◆ Work order
Go through the records and copy each line where the string "matches" occurs.

Collected data
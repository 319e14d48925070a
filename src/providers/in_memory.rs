//! In-memory resource handler.
//!
//! [`InMemoryResource`] stores entities as JSON objects keyed by their
//! `uuid` and implements every capability. It is meant for tests,
//! development and as a template for real handlers.
//!
//! # Behaviour
//!
//! * Soft delete marks an entity `voided` and records `voidReason` and
//!   `dateVoided`; voided entities stay retrievable by id but are hidden from
//!   list and search unless `includeAll` is set
//! * Purge removes the entity; purging an unknown id is a no-op
//! * Search matches `q` case-insensitively against one configurable field,
//!   and any other non-special parameter against the field of the same name
//! * Entities are rendered according to the requested representation
//!
//! # Example Usage
//!
//! ```rust
//! use rest_dispatcher::providers::InMemoryResource;
//! use rest_dispatcher::resource::{Creatable, Listable};
//! use rest_dispatcher::RequestContext;
//! use serde_json::json;
//!
//! # async fn example() -> Result<(), rest_dispatcher::HandlerError> {
//! let patients = InMemoryResource::new("patient");
//! let context = RequestContext::with_generated_id();
//!
//! patients.create(json!({"display": "John Doe"}), &context).await?;
//! let page = patients.get_all(&context).await?;
//! assert_eq!(page.len(), 1);
//! # Ok(())
//! # }
//! ```

use crate::error::{HandlerError, HandlerResult};
use crate::representation::Representation;
use crate::resource::{
    Creatable, Deletable, Listable, PageResult, Purgeable, RequestContext, ResourceHandler,
    Retrievable, Searchable, Updatable,
};
use async_trait::async_trait;
use chrono::Utc;
use indexmap::IndexMap;
use log::{debug, info};
use serde_json::{Map, Value};
use std::sync::Arc;
use tokio::sync::RwLock;
use uuid::Uuid;

/// Property names with a fixed meaning in stored entities.
pub mod fields {
    pub const UUID: &str = "uuid";
    pub const DISPLAY: &str = "display";
    pub const VOIDED: &str = "voided";
    pub const VOID_REASON: &str = "voidReason";
    pub const DATE_VOIDED: &str = "dateVoided";
    pub const DATE_CREATED: &str = "dateCreated";
    pub const DATE_CHANGED: &str = "dateChanged";

    /// Audit properties shown only in the full representation.
    pub const AUDIT: [&str; 4] = [DATE_CREATED, DATE_CHANGED, VOID_REASON, DATE_VOIDED];

    /// Properties a client may not overwrite through create or update.
    pub const MANAGED: [&str; 6] = [UUID, VOIDED, VOID_REASON, DATE_VOIDED, DATE_CREATED, DATE_CHANGED];
}

/// Thread-safe in-memory handler for one resource.
///
/// Clones share the same underlying store.
#[derive(Debug, Clone)]
pub struct InMemoryResource {
    name: String,
    search_field: String,
    // Insertion-ordered so listings are stable across calls
    entities: Arc<RwLock<IndexMap<String, Value>>>,
}

impl InMemoryResource {
    /// Create an empty store for the named resource, searching on `display`.
    pub fn new(name: impl Into<String>) -> Self {
        Self {
            name: name.into(),
            search_field: fields::DISPLAY.to_string(),
            entities: Arc::new(RwLock::new(IndexMap::new())),
        }
    }

    /// Match the `q` parameter against a different property.
    pub fn with_search_field(mut self, field: impl Into<String>) -> Self {
        self.search_field = field.into();
        self
    }

    pub fn name(&self) -> &str {
        &self.name
    }

    /// Number of stored entities, voided ones included.
    pub async fn len(&self) -> usize {
        self.entities.read().await.len()
    }

    pub async fn is_empty(&self) -> bool {
        self.entities.read().await.is_empty()
    }

    /// The stored record, unrendered.
    pub async fn get_raw(&self, id: &str) -> Option<Value> {
        self.entities.read().await.get(id).cloned()
    }

    /// Remove every entity.
    pub async fn clear(&self) {
        self.entities.write().await.clear();
    }

    /// Project a stored entity onto the requested representation.
    pub fn render(entity: &Value, representation: &Representation) -> Value {
        let Some(object) = entity.as_object() else {
            return entity.clone();
        };

        let projected: Map<String, Value> = match representation {
            Representation::Ref => object
                .iter()
                .filter(|(key, _)| *key == fields::UUID || *key == fields::DISPLAY)
                .map(|(key, value)| (key.clone(), value.clone()))
                .collect(),
            Representation::Default => object
                .iter()
                .filter(|(key, _)| !fields::AUDIT.contains(&key.as_str()))
                .map(|(key, value)| (key.clone(), value.clone()))
                .collect(),
            Representation::Full => object.clone(),
            Representation::Custom(_) => {
                let wanted = representation.custom_fields();
                object
                    .iter()
                    .filter(|(key, _)| wanted.contains(&key.as_str()))
                    .map(|(key, value)| (key.clone(), value.clone()))
                    .collect()
            }
        };
        Value::Object(projected)
    }

    fn is_voided(entity: &Value) -> bool {
        entity
            .get(fields::VOIDED)
            .and_then(Value::as_bool)
            .unwrap_or(false)
    }

    fn visible<'a>(entity: &'a Value, context: &RequestContext) -> Option<&'a Value> {
        (context.include_all() || !Self::is_voided(entity)).then_some(entity)
    }

    fn matches(&self, entity: &Value, context: &RequestContext) -> bool {
        context.parameters().search_names().all(|name| {
            let Some(expected) = context.parameter(name) else {
                return true;
            };
            if name == "q" {
                let needle = expected.to_lowercase();
                return entity
                    .get(&self.search_field)
                    .and_then(Value::as_str)
                    .is_some_and(|value| value.to_lowercase().contains(&needle));
            }
            match entity.get(name) {
                Some(Value::String(value)) => value == expected,
                Some(other) => other.to_string() == expected,
                None => false,
            }
        })
    }

    async fn collect<F>(&self, context: &RequestContext, filter: F) -> PageResult
    where
        F: Fn(&Value) -> bool,
    {
        let entities = self.entities.read().await;
        let selected: Vec<Value> = entities
            .values()
            .filter_map(|entity| Self::visible(entity, context))
            .filter(|entity| filter(entity))
            .map(|entity| Self::render(entity, context.representation()))
            .collect();
        PageResult::paginate(selected, context)
    }
}

fn into_object(body: Value) -> HandlerResult<Map<String, Value>> {
    match body {
        Value::Object(object) => Ok(object),
        other => Err(HandlerError::invalid_request(format!(
            "expected a JSON object, got {}",
            other
        ))),
    }
}

fn now() -> Value {
    Value::String(Utc::now().to_rfc3339())
}

#[async_trait]
impl Retrievable for InMemoryResource {
    async fn retrieve(&self, id: &str, context: &RequestContext) -> HandlerResult<Value> {
        let entities = self.entities.read().await;
        let entity = entities.get(id).ok_or_else(|| HandlerError::not_found(id))?;
        Ok(Self::render(entity, context.representation()))
    }
}

#[async_trait]
impl Creatable for InMemoryResource {
    async fn create(&self, body: Value, context: &RequestContext) -> HandlerResult<Value> {
        let mut object = into_object(body)?;

        let id = match object.get(fields::UUID).and_then(Value::as_str) {
            Some(uuid) if !uuid.trim().is_empty() => uuid.to_string(),
            _ => Uuid::new_v4().to_string(),
        };
        for field in fields::MANAGED {
            object.remove(field);
        }
        object.insert(fields::UUID.to_string(), Value::String(id.clone()));
        object.insert(fields::VOIDED.to_string(), Value::Bool(false));
        object.insert(fields::DATE_CREATED.to_string(), now());

        let entity = Value::Object(object);
        {
            let mut entities = self.entities.write().await;
            if entities.contains_key(&id) {
                return Err(HandlerError::conflict(format!(
                    "{} '{}' already exists",
                    self.name, id
                )));
            }
            entities.insert(id.clone(), entity.clone());
        }

        info!("Created {} '{}' (request: '{}')", self.name, id, context.request_id);
        Ok(Self::render(&entity, context.representation()))
    }
}

#[async_trait]
impl Updatable for InMemoryResource {
    async fn update(&self, id: &str, body: Value, context: &RequestContext) -> HandlerResult<Value> {
        let changes = into_object(body)?;

        let mut entities = self.entities.write().await;
        let entity = entities.get_mut(id).ok_or_else(|| HandlerError::not_found(id))?;
        if let Value::Object(object) = entity {
            for (key, value) in changes {
                if !fields::MANAGED.contains(&key.as_str()) {
                    object.insert(key, value);
                }
            }
            object.insert(fields::DATE_CHANGED.to_string(), now());
        }

        debug!("Updated {} '{}' (request: '{}')", self.name, id, context.request_id);
        Ok(Self::render(entity, context.representation()))
    }
}

#[async_trait]
impl Deletable for InMemoryResource {
    async fn delete(&self, id: &str, reason: &str, context: &RequestContext) -> HandlerResult<()> {
        let mut entities = self.entities.write().await;
        let entity = entities.get_mut(id).ok_or_else(|| HandlerError::not_found(id))?;

        // Voiding twice keeps the first reason and timestamp
        if Self::is_voided(entity) {
            return Ok(());
        }
        if let Value::Object(object) = entity {
            object.insert(fields::VOIDED.to_string(), Value::Bool(true));
            object.insert(fields::VOID_REASON.to_string(), Value::String(reason.to_string()));
            object.insert(fields::DATE_VOIDED.to_string(), now());
        }

        info!(
            "Voided {} '{}' with reason '{}' (request: '{}')",
            self.name, id, reason, context.request_id
        );
        Ok(())
    }
}

#[async_trait]
impl Purgeable for InMemoryResource {
    async fn purge(&self, id: &str, context: &RequestContext) -> HandlerResult<()> {
        let removed = self.entities.write().await.shift_remove(id).is_some();
        if removed {
            info!("Purged {} '{}' (request: '{}')", self.name, id, context.request_id);
        } else {
            debug!("Purge of unknown {} '{}' ignored", self.name, id);
        }
        Ok(())
    }
}

#[async_trait]
impl Listable for InMemoryResource {
    async fn get_all(&self, context: &RequestContext) -> HandlerResult<PageResult> {
        Ok(self.collect(context, |_| true).await)
    }
}

#[async_trait]
impl Searchable for InMemoryResource {
    async fn search(&self, context: &RequestContext) -> HandlerResult<PageResult> {
        debug!(
            "Searching {} with {} parameter(s)",
            self.name,
            context.parameters().search_names().count()
        );
        Ok(self.collect(context, |entity| self.matches(entity, context)).await)
    }
}

impl ResourceHandler for InMemoryResource {
    fn as_retrievable(&self) -> Option<&dyn Retrievable> {
        Some(self)
    }

    fn as_creatable(&self) -> Option<&dyn Creatable> {
        Some(self)
    }

    fn as_updatable(&self) -> Option<&dyn Updatable> {
        Some(self)
    }

    fn as_deletable(&self) -> Option<&dyn Deletable> {
        Some(self)
    }

    fn as_purgeable(&self) -> Option<&dyn Purgeable> {
        Some(self)
    }

    fn as_listable(&self) -> Option<&dyn Listable> {
        Some(self)
    }

    fn as_searchable(&self) -> Option<&dyn Searchable> {
        Some(self)
    }
}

◆ Response to the exercise
//! * Search matches `q` case-insensitively against one configurable field,
    fn matches(&self, entity: &Value, context: &RequestContext) -> bool {
        Ok(self.collect(context, |entity| self.matches(entity, context)).await)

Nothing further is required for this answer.